L’Engagement du Cap ne m’a pas déçu
JEAN-PAUL REMPP PASTEUR DES CAEF ET
COORDINATEUR DU GROUPE « LAUSANNE FRANCE »1
Je ne suis pas sorti indemne du troisième Congrès de Lausanne pour l’Évangélisation du Monde, dit Lausanne III. À Cape Town 2010, j’ai eu le sentiment de participer à un événement historique de l’évangélisme mondial. J’y ai discerné une maturité évangélique assez exceptionnelle. De nombreux témoignages convergents ont déjà été apportés ; je ne peux que m’y associer.
J’aimerais pour ma part plus spécialement insister sur deux points qui m’apparaissent capitaux :
• premièrement, l’importance qui a été accordée à l’Histoire de l’Église, lors de ce congrès. Les évangéliques ne sauraient en effet prétendre être le produit d’une « génération spontanée » (qui aurait tout découvert par elle-même), mais sont en réalité au bénéfice d’un héritage qui s’est enrichi au cours des siècles.
• deuxièmement, malgré l’absence des personnalités clefs à l’origine du Mouvement de Lausanne, Billy GRAHAM et John STOTT, le congrès du Cap a démontré que « l’esprit de Lausanne » se porte bien et se perpétue. Cela en grande partie grâce aux documents fondateurs de Lausanne, dont l’importance ne doit pas être sous-estimée.

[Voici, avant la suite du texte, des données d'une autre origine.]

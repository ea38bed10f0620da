use dashmap::DashMap;
use std::sync::Arc;
use tokio::sync::{Mutex, OwnedMutexGuard};

use crate::domain::order::{Order, OrderId};

pub type OrderSlot = Arc<Mutex<Option<Order>>>;
pub type SlotGuard = OwnedMutexGuard<Option<Order>>;

/// Live orders, one async mutex per order id.
///
/// An empty slot belongs to an order that is being admitted or was rejected.
#[derive(Default)]
pub struct OrderRegistry {
    slots: DashMap<OrderId, OrderSlot>,
}

impl OrderRegistry {
    pub fn new() -> Self {
        Self::default()
    }

    /// Lock the slot for `order_id`, creating it if needed
    pub async fn lock_or_create(&self, order_id: OrderId) -> SlotGuard {
        let slot = self.slots.entry(order_id).or_default().clone();
        slot.lock_owned().await
    }

    /// Lock the slot of a registered order; None for ids never seen or
    /// never admitted. A vacant slot found here is dropped on the way out.
    pub async fn lock_existing(&self, order_id: OrderId) -> Option<SlotGuard> {
        let slot = self.slots.get(&order_id).map(|s| s.value().clone())?;
        let guard = slot.lock_owned().await;
        if guard.is_none() {
            self.discard_vacant(order_id, &guard);
            return None;
        }
        Some(guard)
    }

    /// Drop the slot of a rejected order. The caller must hold the slot's
    /// guard; the slot is kept if another task is already waiting on it.
    pub fn discard_vacant(&self, order_id: OrderId, guard: &SlotGuard) {
        if guard.is_some() {
            return;
        }
        // One reference in the map, one in the caller's guard
        self.slots
            .remove_if(&order_id, |_, slot| Arc::strong_count(slot) <= 2);
    }

    pub fn contains(&self, order_id: OrderId) -> bool {
        self.slots.contains_key(&order_id)
    }

    pub fn len(&self) -> usize {
        self.slots.len()
    }

    pub fn is_empty(&self) -> bool {
        self.slots.is_empty()
    }
}
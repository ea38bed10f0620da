// ============================================================================
// Customer Domain - Buyer-side value objects
// ============================================================================
//
// The engine does not manage customers; it only reads the profile snapshot
// supplied with each order request (tier, order history, identity).
//
// ============================================================================

pub mod value_objects;

pub use value_objects::*;
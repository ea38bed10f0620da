// ============================================================================
// Domain Layer - Business Model
// ============================================================================
//
// Plain data and the transition rules for orders. Nothing here performs I/O;
// collaborator calls live in the orchestrator.
//
// ============================================================================

pub mod customer;
pub mod order;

Quelques mots donc de présentation de l’Engagement du Cap, troisième texte référence de Lausanne après la Déclaration de Lausanne de 1974 et le Manifeste de Manille de 19892. Ce faisant, nous découvrirons les thématiques développées dans le cadre de Lausanne III dont le fil rouge était 2 Co 5.19 : « Dieu était en Christ, réconciliant le monde avec lui-même ». Rédigé par une commission de théologiens reconnus des cinq continents, la cheville ouvrière en a été Christopher WRIGHT qui est considéré comme l’héritier spirituel de John Stott. Le document distille une vaste quantité d’informations en provenance de l’Église globale, et réaffirme par ce biais l’Évangile biblique dans notre génération en exprimant, d’une façon renouvelée et adaptée à notre époque, ses vérités essentielles. L’Engagement du Cap comporte deux volets : une déclaration de foi diffusée lors du Congrès et un appel à l’action qui a nécessité trois mois supplémentaires de réflexion.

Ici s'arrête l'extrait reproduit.